Friday, November 30, 2018

Today we continue discussing the best practice from storage engineering:

119) When storage operations don’t go as planned, Exceptions need to be raised and reported. Since the exceptions bubble up from deep layers, the need  to be properly wrapped and translated for them to be actionable to the user. Such exception handling and the chaining often breaks leading to costly troubleshooting. Consequently, code revisits and cleanup become a routine chore

120) Exceptions and alerts don’t matter to the customer if they don’t come with a wording that explains the mitigatory action needed to be taken by the user. Error code, level and severity are other useful ways to describe the error. Diligence in preparing better error messages go a long way to help end users.
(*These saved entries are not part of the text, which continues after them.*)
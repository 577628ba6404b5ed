// =============================================================================
// Recursive accumulator macros
// =============================================================================
//
// These macros generate all tuple arities from a flat list of elements.
// Each element is listed once; the macro automatically generates all
// prefix arities (1-element, 2-element, ..., N-element tuples).

/// Recursive accumulator for type+index callbacks.
macro_rules! seq_tuples {
    (@acc $callback:ident [$($aT:ident),*] [$($ai:tt),*]) => {};
    (@acc $callback:ident [$($aT:ident),*] [$($ai:tt),*] ($T:ident, $i:tt) $($rest:tt)*) => {
        $callback!($($aT,)* $T; $($ai,)* $i);
        $crate::traits::seq_tuples!(@acc $callback [$($aT,)* $T] [$($ai,)* $i] $($rest)*);
    };
    ($callback:ident; $($pairs:tt)+) => {
        $crate::traits::seq_tuples!(@acc $callback [] [] $($pairs)+);
    };
}

/// Recursive accumulator for dual-type+index callbacks.
macro_rules! seq_dual {
    (@acc $callback:ident [$($sa:ident),*] [$($da:ident),*] [$($ai:tt),*]) => {};
    (@acc $callback:ident [$($sa:ident),*] [$($da:ident),*] [$($ai:tt),*] ($s:ident, $d:ident, $i:tt) $($rest:tt)*) => {
        $callback!($($sa,)* $s; $($da,)* $d; $($ai,)* $i);
        $crate::traits::seq_dual!(@acc $callback [$($sa,)* $s] [$($da,)* $d] [$($ai,)* $i] $($rest)*);
    };
}

/// Calls `$callback!(T0; 0)`, ..., `$callback!(T0, ..., T15; 0, ..., 15)`.
macro_rules! with_tuple_sizes {
    ($callback:ident) => {
        $crate::traits::seq_tuples!($callback;
            (T0,0) (T1,1) (T2,2) (T3,3)
            (T4,4) (T5,5) (T6,6) (T7,7)
            (T8,8) (T9,9) (T10,10) (T11,11)
            (T12,12) (T13,13) (T14,14) (T15,15)
        );
    };
}

/// Calls `$callback!(S0; D0; 0)`, ..., `$callback!(S0..S15; D0..D15; 0..15)`.
macro_rules! with_dual_tuple_sizes {
    ($callback:ident) => {
        $crate::traits::seq_dual!(@acc $callback [] [] []
            (S0,D0,0) (S1,D1,1) (S2,D2,2) (S3,D3,3)
            (S4,D4,4) (S5,D5,5) (S6,D6,6) (S7,D7,7)
            (S8,D8,8) (S9,D9,9) (S10,D10,10) (S11,D11,11)
            (S12,D12,12) (S13,D13,13) (S14,D14,14) (S15,D15,15)
        );
    };
}

pub(crate) use seq_dual;
pub(crate) use seq_tuples;
pub(crate) use with_dual_tuple_sizes;
pub(crate) use with_tuple_sizes;
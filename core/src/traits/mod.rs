//! Core traits for SQL generation.

mod table;
mod tuple;
mod type_set;

pub use table::*;
pub use type_set::*;

pub(crate) use tuple::{seq_dual, seq_tuples, with_dual_tuple_sizes, with_tuple_sizes};

use crate::expr::Shape;
use crate::sql::SQL;

/// Types that can be converted to SQL fragments.
pub trait ToSQL {
    fn to_sql(&self) -> SQL;

    /// Consume self and return SQL without cloning.
    /// Default delegates to `to_sql()`. Types that own their SQL override this.
    fn into_sql(self) -> SQL
    where
        Self: Sized,
    {
        self.to_sql()
    }

    /// Operator class of the rendered fragment.
    fn shape(&self) -> Shape {
        Shape::Atom
    }
}

impl<T: ToSQL> ToSQL for &T {
    fn to_sql(&self) -> SQL {
        (**self).to_sql()
    }

    fn shape(&self) -> Shape {
        (**self).shape()
    }
}

/// A static SQL name attached to a zero-sized tag type.
///
/// Tags stand in for SQL aliases: `expr.as_(Total)`, `table.as_(Parent)`,
/// `cte(Recent)`. Declare them with [`name_tag!`](crate::name_tag).
pub trait Name: Copy + Default + Send + Sync + 'static {
    const NAME: &'static str;
}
121) The number of background jobs to data path workers is an important ratio. It is easy to delegate jobs to the background in order to make the data path fast. However, if there is only one data path worker and the number of background jobs is very high, then efficiency reduces and  message passing increases. Instead it might be better to serialize the tasks on the same worker. The trade-off is even more glaring when the background workers are polling or executing in scheduled cycles because it introduces delays.

122) Event based programming is harder to co-ordinate and diagnose as compared to sequential programming yet it is fondly used in many storage drivers and even in user mode components which do not need to be highly responsive or where there might be significant delay between action triggers. This requires a driver verifier to analyze all the code paths. Instead, synchronous execution suffices with object oriented design for better organization and easier troubleshooting. While it is possible to mix the two, the notion that the execution follows the timeline in the logs for the activities performed by the storage product helps, reduce overall cost of maintenance.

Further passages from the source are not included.